**Saved data entries:**
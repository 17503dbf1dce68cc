//! The four site-quality band ladders.
//!
//! | Dimension       | Bands                      |
//! |-----------------|----------------------------|
//! | `CloudCover`    | 20*, 50, 70, 80, 90*, Any  |
//! | `ImageQuality`  | 20, 70, 85, Any            |
//! | `SkyBackground` | 20, 50, 80, Any            |
//! | `WaterVapor`    | 20, 50, 80, Any            |
//!
//! Bands marked `*` are obsolete: still readable, no longer offered.

use super::{site_quality_band, Dimension, SiteQualityBand};

site_quality_band! {
    /// Fraction of nights with at most this much cloud.
    pub enum CloudCover: Dimension::CloudCover {
        Percent20 => ("PERCENT_20", 20, "20%"),
        Percent50 => ("PERCENT_50", 50, "50%/Clear"),
        Percent70 => ("PERCENT_70", 70, "70%/Cirrus"),
        Percent80 => ("PERCENT_80", 80, "80%/Cloudy"),
        Percent90 => ("PERCENT_90", 90, "90%"),
        Any => ("ANY", 100, "Any"),
    }
    extra {
        fn is_obsolete(self) -> bool {
            matches!(self, Self::Percent20 | Self::Percent90)
        }
    }
}

site_quality_band! {
    /// Seeing percentile.
    pub enum ImageQuality: Dimension::ImageQuality {
        Percent20 => ("PERCENT_20", 20, "20%/Best"),
        Percent70 => ("PERCENT_70", 70, "70%/Good"),
        Percent85 => ("PERCENT_85", 85, "85%/Poor"),
        Any => ("ANY", 100, "Any"),
    }
    extra {
        // Stored programs may still carry the pre-85% ladder names.
        fn lookup(name: &str) -> Option<Self> {
            match name {
                "50%" => Some(Self::Percent70),
                "80" => Some(Self::Percent85),
                _ => Self::ALL
                    .iter()
                    .copied()
                    .find(|b| b.name() == name || b.display_value() == name),
            }
        }
    }
}

site_quality_band! {
    /// Sky brightness percentile; darker skies are better.
    pub enum SkyBackground: Dimension::SkyBackground {
        Percent20 => ("PERCENT_20", 20, "20%/Darkest"),
        Percent50 => ("PERCENT_50", 50, "50%/Dark"),
        Percent80 => ("PERCENT_80", 80, "80%/Grey"),
        Any => ("ANY", 100, "Any/Bright"),
    }
}

site_quality_band! {
    pub enum WaterVapor: Dimension::WaterVapor {
        Percent20 => ("PERCENT_20", 20, "20%/Low"),
        Percent50 => ("PERCENT_50", 50, "50%/Median"),
        Percent80 => ("PERCENT_80", 80, "80%/High"),
        Any => ("ANY", 100, "Any"),
    }
}

impl SkyBackground {
    /// Faintest sky brightness (V mag per arcsec²) for this band.
    ///
    /// Smaller magnitudes are brighter; `Any` has no limit and reports 0.
    pub const fn max_brightness(self) -> f64 {
        match self {
            Self::Percent20 => 21.37,
            Self::Percent50 => 20.78,
            Self::Percent80 => 19.61,
            Self::Any => 0.0,
        }
    }
}

#[cfg(test)]
mod tests {
    use super::*;

    #[test]
    fn percentages_match_ladders() {
        let cc: Vec<u8> = CloudCover::ALL.iter().map(|b| b.percentage()).collect();
        assert_eq!(cc, [20, 50, 70, 80, 90, 100]);
        let iq: Vec<u8> = ImageQuality::ALL.iter().map(|b| b.percentage()).collect();
        assert_eq!(iq, [20, 70, 85, 100]);
        let sb: Vec<u8> = SkyBackground::ALL.iter().map(|b| b.percentage()).collect();
        assert_eq!(sb, [20, 50, 80, 100]);
        let wv: Vec<u8> = WaterVapor::ALL.iter().map(|b| b.percentage()).collect();
        assert_eq!(wv, [20, 50, 80, 100]);
    }

    #[test]
    fn only_outer_cloud_cover_bands_are_obsolete() {
        let obsolete: Vec<_> = CloudCover::ALL
            .iter()
            .filter(|b| b.is_obsolete())
            .copied()
            .collect();
        assert_eq!(obsolete, [CloudCover::Percent20, CloudCover::Percent90]);
        assert!(ImageQuality::ALL.iter().all(|b| !b.is_obsolete()));
    }

    #[test]
    fn display_values_and_sequence_values() {
        assert_eq!(CloudCover::Percent80.display_value(), "80%/Cloudy");
        assert_eq!(SkyBackground::Any.display_value(), "Any/Bright");
        assert_eq!(WaterVapor::Percent50.sequence_value(), "50");
        assert_eq!(ImageQuality::Any.sequence_value(), "100");
    }

    #[test]
    fn image_quality_honours_legacy_names() {
        assert_eq!(ImageQuality::lookup("50%"), Some(ImageQuality::Percent70));
        assert_eq!(ImageQuality::lookup("80"), Some(ImageQuality::Percent85));
        assert_eq!(ImageQuality::lookup("PERCENT_85"), Some(ImageQuality::Percent85));
        assert_eq!(
            ImageQuality::lookup_or("nope", ImageQuality::DEFAULT),
            ImageQuality::Any
        );
    }

    #[test]
    fn sky_background_brightness_decreases_with_percentile() {
        let brightness: Vec<f64> = SkyBackground::ALL
            .iter()
            .filter(|b| !b.is_any())
            .map(|b| b.max_brightness())
            .collect();
        assert!(brightness.windows(2).all(|pair| pair[0] > pair[1]));
        assert_eq!(SkyBackground::Any.max_brightness(), 0.0);
    }
}
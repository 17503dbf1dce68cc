//! Boundary to a plugin host that starts and stops an embedding tool.
//!
//! The value types of this crate have no lifecycle of their own. A host
//! container that launches a tool built on them drives it through this
//! trait; whatever the hooks fail with is handed back to the host as-is.

use thiserror::Error;

/// Errors a lifecycle hook reports back to its host.
#[derive(Debug, Error)]
pub enum LifecycleError {
    #[error("Start hook failed: {0}")]
    Start(String),

    #[error("Stop hook failed: {0}")]
    Stop(String),

    #[error("Launched tool failed")]
    Launch(#[source] Box<dyn std::error::Error + Send + Sync>),
}

/// Start/stop hooks invoked by a host container.
///
/// `Context` is whatever handle the host passes to both hooks.
pub trait HostLifecycle {
    type Context;

    fn on_start(&mut self, context: &Self::Context) -> Result<(), LifecycleError>;

    fn on_stop(&mut self, context: &Self::Context) -> Result<(), LifecycleError>;
}
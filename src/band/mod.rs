//! Site-quality bands: ordered percentile ladders with an `Any` sentinel.
//!
//! Every observing-condition dimension (cloud cover, image quality, sky
//! background, water vapor) is described by the same shape: a closed,
//! totally ordered set of percentile bands followed by an `Any` member that
//! imposes no constraint. The shared behaviour lives in [`SiteQualityBand`];
//! the four concrete enumerations in [`kinds`] are generated from a single
//! declaration so ordering, formatting and parsing are defined once.
//!
//! # Ordering
//!
//! Lower percentile means a stricter requirement (better conditions). `Any`
//! carries percentile 100 and therefore sorts after every real band:
//!
//! ```
//! use sitequal::band::{ImageQuality, SiteQualityBand};
//!
//! assert!(ImageQuality::Percent20 < ImageQuality::Percent70);
//! assert!(ImageQuality::Percent85.is_better_than(ImageQuality::Any));
//! assert_eq!(ImageQuality::Percent70.to_string(), "IQ70");
//! ```

pub mod error;
pub mod kinds;
pub mod magnitude;

pub use error::ParseBandError;
pub use kinds::{CloudCover, ImageQuality, SkyBackground, WaterVapor};
pub use magnitude::{BandsList, MagnitudeAdjuster};

use std::fmt::{self, Debug, Display};
use std::hash::Hash;

/// Token rendered (and accepted, case-insensitively) for the sentinel band.
pub const ANY_TOKEN: &str = "Any";

/// Percentile associated with the `Any` sentinel.
pub const ANY_PERCENTAGE: u8 = 100;

/// One of the four independent observing-constraint axes.
#[derive(Debug, Clone, Copy, PartialEq, Eq, Hash, PartialOrd, Ord)]
pub enum Dimension {
    CloudCover,
    ImageQuality,
    SkyBackground,
    WaterVapor,
}

impl Dimension {
    /// All dimensions in canonical order.
    pub const ALL: [Dimension; 4] = [
        Dimension::CloudCover,
        Dimension::ImageQuality,
        Dimension::SkyBackground,
        Dimension::WaterVapor,
    ];

    /// The two-letter code prefixed to every band of this dimension.
    pub const fn code(self) -> &'static str {
        match self {
            Self::CloudCover => "CC",
            Self::ImageQuality => "IQ",
            Self::SkyBackground => "SB",
            Self::WaterVapor => "WV",
        }
    }

    /// Property name used when the dimension is stored or reported.
    pub const fn property_name(self) -> &'static str {
        match self {
            Self::CloudCover => "CloudCover",
            Self::ImageQuality => "ImageQuality",
            Self::SkyBackground => "SkyBackground",
            Self::WaterVapor => "WaterVapor",
        }
    }
}

impl Display for Dimension {
    fn fmt(&self, f: &mut fmt::Formatter<'_>) -> fmt::Result {
        f.write_str(self.property_name())
    }
}

/// An ordered percentile band of one site-quality dimension.
///
/// Implementors are closed enumerations whose `ALL` slice lists every member
/// in ascending percentile order, ending with the `ANY` sentinel. Only
/// `percentage`, `name` and `display_value` are per-type data; everything
/// else is derived here.
///
/// # Invariants
///
/// - Exactly one member is the sentinel (`ANY`), with percentage 100.
/// - Non-sentinel percentages are strictly increasing along `ALL`.
/// - `Ord` agrees with `percentage()`.
pub trait SiteQualityBand:
    Copy + Eq + Ord + Hash + Debug + Display + Send + Sync + 'static
{
    /// The dimension this band belongs to.
    const DIMENSION: Dimension;

    /// Every member, best first.
    const ALL: &'static [Self];

    /// The unconstrained sentinel.
    const ANY: Self;

    /// Value used when nothing has been specified.
    const DEFAULT: Self = Self::ANY;

    /// Percentile of this band (`100` for `Any`).
    fn percentage(self) -> u8;

    /// Stable name used for persistence (e.g. `"PERCENT_70"`, `"ANY"`).
    fn name(self) -> &'static str;

    /// Human-oriented label (e.g. `"70%/Cirrus"`).
    fn display_value(self) -> &'static str;

    /// Whether this band should no longer be offered for new observations.
    fn is_obsolete(self) -> bool {
        false
    }

    /// Two-letter dimension code.
    fn code() -> &'static str {
        Self::DIMENSION.code()
    }

    fn is_any(self) -> bool {
        self == Self::ANY
    }

    /// Position within `ALL`; lower is better.
    fn rank(self) -> usize {
        Self::ALL
            .iter()
            .position(|b| *b == self)
            .unwrap_or(Self::ALL.len())
    }

    /// Payload rendered after the dimension code: the percentile or `"Any"`.
    fn token(self) -> String {
        if self.is_any() {
            ANY_TOKEN.to_string()
        } else {
            self.percentage().to_string()
        }
    }

    /// The percentage as a decimal string, as used in observing sequences.
    fn sequence_value(self) -> String {
        self.percentage().to_string()
    }

    /// `true` if this band imposes a strictly tighter requirement than `other`.
    fn is_better_than(self, other: Self) -> bool {
        self < other
    }

    /// `true` if this band is at least as demanding as `other`.
    fn is_at_least_as_strict_as(self, other: Self) -> bool {
        self <= other
    }

    /// Finds the member with the given percentile.
    fn from_percentage(percentage: u8) -> Option<Self> {
        Self::ALL
            .iter()
            .copied()
            .find(|b| b.percentage() == percentage)
    }

    /// Parses a canonical band token such as `"CC70"` or `"WVAny"`.
    ///
    /// The dimension code must match; the payload is either a percentile
    /// belonging to this dimension or `Any` (any case), which is treated as
    /// percentile 100. The percentile is read leniently (`"CC+20"` and
    /// `"CC020"` both give `CC20`); `Display` always writes the canonical form.
    fn read(s: &str) -> Result<Self, ParseBandError> {
        let code = Self::code();
        let tail = match s.strip_prefix(code) {
            Some(tail) if !tail.is_empty() => tail,
            Some(_) => return Err(ParseBandError::MissingValue(Self::DIMENSION)),
            None => {
                return Err(ParseBandError::WrongDimension {
                    expected: Self::DIMENSION,
                    found: s.to_string(),
                })
            }
        };

        let percentage = if tail.eq_ignore_ascii_case(ANY_TOKEN) {
            ANY_PERCENTAGE
        } else {
            tail.parse::<u8>()
                .map_err(|_| ParseBandError::InvalidPercentage {
                    dimension: Self::DIMENSION,
                    token: tail.to_string(),
                })?
        };

        Self::from_percentage(percentage).ok_or(ParseBandError::UnknownPercentage {
            dimension: Self::DIMENSION,
            percentage,
        })
    }

    /// Finds a member by persisted name or display value.
    fn lookup(name: &str) -> Option<Self> {
        Self::ALL
            .iter()
            .copied()
            .find(|b| b.name() == name || b.display_value() == name)
    }

    /// Like [`lookup`](Self::lookup) but falls back to `default` for unknown names.
    fn lookup_or(name: &str, default: Self) -> Self {
        Self::lookup(name).unwrap_or_else(|| {
            tracing::warn!(
                dimension = %Self::DIMENSION,
                band = name,
                fallback = %default,
                "unknown site quality band name, using fallback"
            );
            default
        })
    }
}

/// Writes `band` in canonical form: the dimension code followed by its token.
pub(crate) fn write_band<B: SiteQualityBand>(band: B, f: &mut fmt::Formatter<'_>) -> fmt::Result {
    if band.is_any() {
        write!(f, "{}{}", B::code(), ANY_TOKEN)
    } else {
        write!(f, "{}{}", B::code(), band.percentage())
    }
}

/// Declares a band enumeration and wires it into [`SiteQualityBand`].
///
/// Members must be listed best first and the sentinel must be named `Any`.
/// Items after `extra` are spliced into the trait impl to override defaults.
macro_rules! site_quality_band {
    (
        $(#[$meta:meta])*
        pub enum $ty:ident : $dim:path {
            $(
                $(#[$vmeta:meta])*
                $variant:ident => ($name:literal, $pct:literal, $display:literal)
            ),+ $(,)?
        }
        $(extra { $($extra:tt)* })?
    ) => {
        $(#[$meta])*
        #[derive(Debug, Clone, Copy, PartialEq, Eq, Hash)]
        pub enum $ty {
            $(
                $(#[$vmeta])*
                $variant,
            )+
        }

        impl $crate::band::SiteQualityBand for $ty {
            const DIMENSION: $crate::band::Dimension = $dim;
            const ALL: &'static [Self] = &[$(Self::$variant),+];
            const ANY: Self = Self::Any;

            fn percentage(self) -> u8 {
                match self {
                    $(Self::$variant => $pct,)+
                }
            }

            fn name(self) -> &'static str {
                match self {
                    $(Self::$variant => $name,)+
                }
            }

            fn display_value(self) -> &'static str {
                match self {
                    $(Self::$variant => $display,)+
                }
            }

            $($($extra)*)?
        }

        impl PartialOrd for $ty {
            fn partial_cmp(&self, other: &Self) -> Option<std::cmp::Ordering> {
                Some(self.cmp(other))
            }
        }

        impl Ord for $ty {
            fn cmp(&self, other: &Self) -> std::cmp::Ordering {
                use $crate::band::SiteQualityBand;
                self.percentage().cmp(&other.percentage())
            }
        }

        impl Default for $ty {
            fn default() -> Self {
                <Self as $crate::band::SiteQualityBand>::DEFAULT
            }
        }

        impl std::fmt::Display for $ty {
            fn fmt(&self, f: &mut std::fmt::Formatter<'_>) -> std::fmt::Result {
                $crate::band::write_band(*self, f)
            }
        }

        impl std::str::FromStr for $ty {
            type Err = $crate::band::ParseBandError;

            fn from_str(s: &str) -> Result<Self, Self::Err> {
                <Self as $crate::band::SiteQualityBand>::read(s)
            }
        }

        #[cfg(feature = "serde")]
        impl serde::Serialize for $ty {
            fn serialize<S>(&self, serializer: S) -> Result<S::Ok, S::Error>
            where
                S: serde::Serializer,
            {
                serializer.serialize_str($crate::band::SiteQualityBand::name(*self))
            }
        }

        #[cfg(feature = "serde")]
        impl<'de> serde::Deserialize<'de> for $ty {
            fn deserialize<D>(deserializer: D) -> Result<Self, D::Error>
            where
                D: serde::Deserializer<'de>,
            {
                let name = <String as serde::Deserialize>::deserialize(deserializer)?;
                Ok(<Self as $crate::band::SiteQualityBand>::lookup_or(
                    &name,
                    <Self as $crate::band::SiteQualityBand>::DEFAULT,
                ))
            }
        }
    };
}

pub(crate) use site_quality_band;

#[cfg(test)]
mod tests {
    use super::*;

    fn assert_ladder<B: SiteQualityBand>() {
        let all = B::ALL;
        assert_eq!(all.iter().filter(|b| b.is_any()).count(), 1);
        assert_eq!(*all.last().unwrap(), B::ANY);
        assert_eq!(B::ANY.percentage(), ANY_PERCENTAGE);
        for pair in all.windows(2) {
            assert!(pair[0].percentage() < pair[1].percentage());
            assert!(pair[0] < pair[1]);
            assert!(pair[0].is_better_than(pair[1]));
        }
        for (i, b) in all.iter().enumerate() {
            assert_eq!(b.rank(), i);
        }
    }

    #[test]
    fn every_dimension_is_a_strict_ladder_ending_in_any() {
        assert_ladder::<CloudCover>();
        assert_ladder::<ImageQuality>();
        assert_ladder::<SkyBackground>();
        assert_ladder::<WaterVapor>();
    }

    #[test]
    fn sentinel_is_worse_than_every_real_band() {
        for b in CloudCover::ALL.iter().filter(|b| !b.is_any()) {
            assert!(b.is_better_than(CloudCover::Any));
            assert!(!CloudCover::Any.is_at_least_as_strict_as(*b));
        }
    }

    #[test]
    fn dimension_codes() {
        let codes: Vec<_> = Dimension::ALL.iter().map(|d| d.code()).collect();
        assert_eq!(codes, ["CC", "IQ", "SB", "WV"]);
        assert_eq!(CloudCover::code(), "CC");
        assert_eq!(WaterVapor::code(), "WV");
    }

    #[test]
    fn display_uses_code_and_token() {
        assert_eq!(CloudCover::Percent20.to_string(), "CC20");
        assert_eq!(SkyBackground::Percent80.to_string(), "SB80");
        assert_eq!(WaterVapor::Any.to_string(), "WVAny");
        assert_eq!(ImageQuality::Any.token(), "Any");
        assert_eq!(ImageQuality::Percent85.token(), "85");
    }

    #[test]
    fn read_accepts_canonical_tokens() {
        assert_eq!("CC70".parse::<CloudCover>(), Ok(CloudCover::Percent70));
        assert_eq!("IQAny".parse::<ImageQuality>(), Ok(ImageQuality::Any));
        assert_eq!(SkyBackground::read("SBany"), Ok(SkyBackground::Any));
        assert_eq!(WaterVapor::read("WV100"), Ok(WaterVapor::Any));
    }

    #[test]
    fn read_is_lenient_but_display_is_canonical() {
        let cc = CloudCover::read("CC+20").unwrap();
        assert_eq!(cc, CloudCover::Percent20);
        assert_eq!(cc.to_string(), "CC20");
        let iq = ImageQuality::read("IQ070").unwrap();
        assert_eq!(iq.to_string(), "IQ70");
    }

    #[test]
    fn read_rejects_foreign_or_malformed_tokens() {
        assert_eq!(
            CloudCover::read("IQ70"),
            Err(ParseBandError::WrongDimension {
                expected: Dimension::CloudCover,
                found: "IQ70".to_string(),
            })
        );
        assert_eq!(
            CloudCover::read("CC"),
            Err(ParseBandError::MissingValue(Dimension::CloudCover))
        );
        assert_eq!(
            ImageQuality::read("IQ50"),
            Err(ParseBandError::UnknownPercentage {
                dimension: Dimension::ImageQuality,
                percentage: 50,
            })
        );
        assert!(matches!(
            WaterVapor::read("WVlots"),
            Err(ParseBandError::InvalidPercentage { .. })
        ));
    }

    #[test]
    fn every_band_round_trips_through_its_string() {
        for b in CloudCover::ALL {
            assert_eq!(b.to_string().parse::<CloudCover>(), Ok(*b));
        }
        for b in SkyBackground::ALL {
            assert_eq!(b.to_string().parse::<SkyBackground>(), Ok(*b));
        }
    }

    #[test]
    fn lookup_by_name_or_display_value() {
        assert_eq!(CloudCover::lookup("PERCENT_70"), Some(CloudCover::Percent70));
        assert_eq!(CloudCover::lookup("70%/Cirrus"), Some(CloudCover::Percent70));
        assert_eq!(SkyBackground::lookup("Any/Bright"), Some(SkyBackground::Any));
        assert_eq!(WaterVapor::lookup("PERCENT_85"), None);
        assert_eq!(
            WaterVapor::lookup_or("bogus", WaterVapor::Percent50),
            WaterVapor::Percent50
        );
    }

    #[test]
    fn default_is_any() {
        assert_eq!(CloudCover::default(), CloudCover::Any);
        assert_eq!(ImageQuality::default(), ImageQuality::Any);
        assert_eq!(SkyBackground::default(), SkyBackground::Any);
        assert_eq!(WaterVapor::default(), WaterVapor::Any);
    }
}
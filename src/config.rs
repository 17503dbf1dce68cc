//! Defaults applied when creating site-quality components.

use qtty::{Hour, Quantity};

use crate::conditions::Conditions;
use crate::elevation::ElevationConstraintType;
use crate::timing::window::to_ms;
use crate::timing::{TimingWindow, TimingWindowError};

/// Configuration for new [`SiteQuality`](crate::SiteQuality) components.
#[derive(Debug, Clone, PartialEq)]
pub struct SiteQualityConfig {
    /// Conditions a fresh component starts with.
    pub default_conditions: Conditions,
    /// Elevation constraint a fresh component starts with.
    pub default_elevation_constraint: ElevationConstraintType,
    /// Length of timing windows created by [`timing_window_at`](Self::timing_window_at).
    pub default_window_duration: Quantity<Hour>,
}

impl SiteQualityConfig {
    /// A non-repeating window of the configured length opening at `start` (epoch ms).
    pub fn timing_window_at(&self, start: i64) -> Result<TimingWindow, TimingWindowError> {
        TimingWindow::new(
            start,
            to_ms(self.default_window_duration),
            TimingWindow::REPEAT_NEVER,
            0,
        )
    }
}

impl Default for SiteQualityConfig {
    fn default() -> Self {
        Self {
            default_conditions: Conditions::WORST,
            default_elevation_constraint: ElevationConstraintType::None,
            default_window_duration: Quantity::new(24.0),
        }
    }
}

#[cfg(test)]
mod tests {
    use super::*;

    #[test]
    fn default_config_is_unconstrained() {
        let cfg = SiteQualityConfig::default();
        assert_eq!(cfg.default_conditions, Conditions::WORST);
        assert_eq!(cfg.default_elevation_constraint, ElevationConstraintType::None);
    }

    #[test]
    fn default_window_matches_starting_at() {
        let cfg = SiteQualityConfig::default();
        assert_eq!(cfg.timing_window_at(42), Ok(TimingWindow::starting_at(42)));
    }

    #[test]
    fn custom_window_duration() {
        let cfg = SiteQualityConfig {
            default_window_duration: Quantity::new(2.0),
            ..SiteQualityConfig::default()
        };
        let w = cfg.timing_window_at(0).unwrap();
        assert_eq!(w.duration(), 2 * 3_600_000);
    }

    #[test]
    fn negative_window_duration_is_rejected() {
        let cfg = SiteQualityConfig {
            default_window_duration: Quantity::new(-3.0),
            ..SiteQualityConfig::default()
        };
        assert!(matches!(
            cfg.timing_window_at(0),
            Err(TimingWindowError::InvalidDuration(_))
        ));
    }
}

**Your objective:**
Among the entries above, count every line containing the string "collect". Your reply must be that number alone.

**Result for this task:**
7